Ao intervir no ciclo de conferências dirigido a representantes dos Sindicatos e Câmaras de Comércio e Turismo, no quadro da apresentação do OGE24, Ulisses Correia e Silva vincou que cabe ao Estado conciliar os diversos interesses nacionais, seja do trabalhador, do empregador, dos que vivem em situação de pobreza, dos que almejam ter emprego, do salário, da produtividade e da estabilidade económica e financeira do País.
“O aumento da despesa pública fixa com salários para níveis incomportáveis, tem que ser financiado através do aumento de impostos ou da dívida pública”, advertiu o Chefe do Governo, para quem “seguramente, os Cabo-verdianos não querem aumento de impostos” na atual conjuntura.
UCS lembrou que a dívida pública “tem limites e o seu aumento tem implicações” na reputação financeira do Estado e na redução do financiamento ao setor privado. “Também não é isto que os Cabo-verdianos querem”, vaticinou, considerando que a “melhor solução” para a convergência de posições, “é ter a disponibilidade para a abordagem integrada dos problemas e dos vários impactos que determinada decisão poderá ter para além dos legítimos interesses individuais ou de grupos ou classes”.
O Governo, assinalou o PM, “está disponível”, e ajuntou que “havemos de convergir juntos para as melhores soluções”.
O Chefe do Governo aponta para a adoção de um Acordo Estratégico de médio prazo com os parceiros sociais “num quadro de compromissos” com políticas de rendimentos e preços, políticas de proteção e inclusão social, políticas para o aumento da produtividade e da competitividade e políticas para promoção do emprego.
UCS reafirma ser “importante” para o País a manutenção da estabilidade social e económica e ter em conta que o mundo vive “momentos de incerteza e de riscos” que exige de todos um “acrescido sentido de compromisso” com o País.
Quanto às pendências ainda existentes, UCS garante que “serão resolvidas” no próximo ano, mas avisou que “impactarão na despesa pública e no aumento do rendimento dos beneficiários”.

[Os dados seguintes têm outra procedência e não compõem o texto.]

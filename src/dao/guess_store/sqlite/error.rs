//! Error types shared by the SQLite storage implementation.

use std::path::PathBuf;

use thiserror::Error;

/// Convenient result alias returning [`SqliteDaoError`] failures.
pub type SqliteResult<T> = Result<T, SqliteDaoError>;

/// Failures that can occur while interacting with SQLite.
#[derive(Debug, Error)]
pub enum SqliteDaoError {
    /// The database file could not be opened.
    #[error("failed to open SQLite database `{}`", path.display())]
    Open {
        /// Location of the database file.
        path: PathBuf,
        /// Driver error.
        #[source]
        source: rusqlite::Error,
    },
    /// Connection-level settings could not be applied.
    #[error("failed to configure SQLite connection")]
    Configure {
        /// Driver error.
        #[source]
        source: rusqlite::Error,
    },
    /// Creating or recreating a table failed.
    #[error("failed to prepare schema for `{table}`")]
    Schema {
        /// Table being created.
        table: &'static str,
        /// Driver error.
        #[source]
        source: rusqlite::Error,
    },
    /// A statement against a table failed.
    #[error("failed to {operation} in `{table}`")]
    Query {
        /// What the statement was doing, e.g. `insert guess`.
        operation: &'static str,
        /// Table the statement targeted.
        table: &'static str,
        /// Driver error.
        #[source]
        source: rusqlite::Error,
    },
    /// A stored row violates the entity invariants.
    #[error("corrupt row in `{table}`: {reason}")]
    CorruptRow {
        /// Table the row was read from.
        table: &'static str,
        /// Which invariant the row breaks.
        reason: String,
    },
    /// The blocking worker running the statement panicked or was cancelled.
    #[error("SQLite worker task failed")]
    Worker {
        /// Join failure reported by tokio.
        #[source]
        source: tokio::task::JoinError,
    },
}
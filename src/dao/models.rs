use std::time::SystemTime;

use crate::state::round::Guess;

/// A persisted participant guess.
#[derive(Debug, Clone, PartialEq, Eq)]
pub struct GuessEntity {
    /// Identifier assigned by the store on insertion.
    pub id: i64,
    /// Display name chosen by the participant.
    pub name: String,
    /// Validated numeric guess.
    pub guess: Guess,
    /// Server time at which the guess was recorded.
    pub created_at: SystemTime,
}

/// A persisted cipher submission. The guess is opaque text.
#[derive(Debug, Clone, PartialEq, Eq)]
pub struct CipherEntity {
    /// Identifier assigned by the store on insertion.
    pub id: i64,
    /// Display name chosen by the participant.
    pub name: String,
    /// Free-form text exactly as submitted.
    pub guess: String,
    /// Server time at which the entry was recorded.
    pub created_at: SystemTime,
}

Por outro lado, o PM garantiu que o Plano de Carreiras, Funções e Remunerações que substitui o PCCS de 2013 será implementado, bem como o Estatuto do Pessoal Dirigente, a par de um segundo Programa de Regularização de Vínculos Precários na Administração Pública Central e o primeiro Programa de Regularização de Vínculos Precários na Administração Pública Local.

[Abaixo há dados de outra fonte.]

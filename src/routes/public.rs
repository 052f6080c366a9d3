use axum::{
    Form, Router,
    extract::{State, rejection::FormRejection},
    response::Html,
    routing::{get, post},
};
use axum_valid::{Valid, ValidRejection};

use crate::{
    dto::{
        forms::{CipherForm, SubmitGuessForm},
        pages::{CipherPage, CipherThankYouPage, IndexPage, ThankYouPage, render},
    },
    error::AppError,
    services::public_service,
    state::SharedState,
};

/// Participant-facing pages: the guess form and the cipher form.
pub fn router() -> Router<SharedState> {
    Router::new()
        .route("/", get(index))
        .route("/submit", post(submit_guess))
        .route("/cipher", get(cipher_form))
        .route("/cipher_submit", post(submit_cipher))
}

#[utoipa::path(
    get,
    path = "/",
    tag = "game",
    responses((status = 200, description = "Guess form with the participant count", body = String, content_type = "text/html"))
)]
/// Show the guess form and how many people have played so far.
pub async fn index(State(state): State<SharedState>) -> Result<Html<String>, AppError> {
    let count = public_service::participant_count(&state).await?;
    Ok(render(&IndexPage { count })?)
}

#[utoipa::path(
    post,
    path = "/submit",
    tag = "game",
    request_body(content = SubmitGuessForm, content_type = "application/x-www-form-urlencoded"),
    responses(
        (status = 200, description = "Guess recorded", body = String, content_type = "text/html"),
        (status = 400, description = "Missing name or guess outside 0..=100")
    )
)]
/// Validate and record a guess.
pub async fn submit_guess(
    State(state): State<SharedState>,
    form: Result<Valid<Form<SubmitGuessForm>>, ValidRejection<FormRejection>>,
) -> Result<Html<String>, AppError> {
    let Valid(Form(form)) = form?;
    let count = public_service::submit_guess(&state, form).await?;
    Ok(render(&ThankYouPage { count })?)
}

#[utoipa::path(
    get,
    path = "/cipher",
    tag = "cipher",
    responses((status = 200, description = "Cipher answer form", body = String, content_type = "text/html"))
)]
/// Show the cipher answer form.
pub async fn cipher_form() -> Result<Html<String>, AppError> {
    Ok(render(&CipherPage {
        action: "/cipher_submit",
    })?)
}

#[utoipa::path(
    post,
    path = "/cipher_submit",
    tag = "cipher",
    request_body(content = CipherForm, content_type = "application/x-www-form-urlencoded"),
    responses(
        (status = 200, description = "Answer recorded", body = String, content_type = "text/html"),
        (status = 400, description = "Missing name")
    )
)]
/// Record a cipher answer exactly as typed.
pub async fn submit_cipher(
    State(state): State<SharedState>,
    form: Result<Valid<Form<CipherForm>>, ValidRejection<FormRejection>>,
) -> Result<Html<String>, AppError> {
    let Valid(Form(form)) = form?;
    let name = public_service::submit_cipher(&state, form).await?;
    Ok(render(&CipherThankYouPage { name })?)
}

“O Estado tem responsabilidades com os funcionários e servidores da Administração Pública, mas tem também com aqueles que precisam de proteção social, de cuidados e de oportunidades”, asseverou, observando, ainda que é do Estado a “responsabilidades” com as condições económicas, financeiras e fiscais que afetam as empresas, os investimentos e a manutenção e a criação de empregos.
“O Estado tem responsabilidades com instituições financeiras internacionais e com parceiros de desenvolvimento e por isso a boa governança económica e financeira é importante para a credibilidade e reputação do País e para o acesso a financiamentos externos”, acentuou.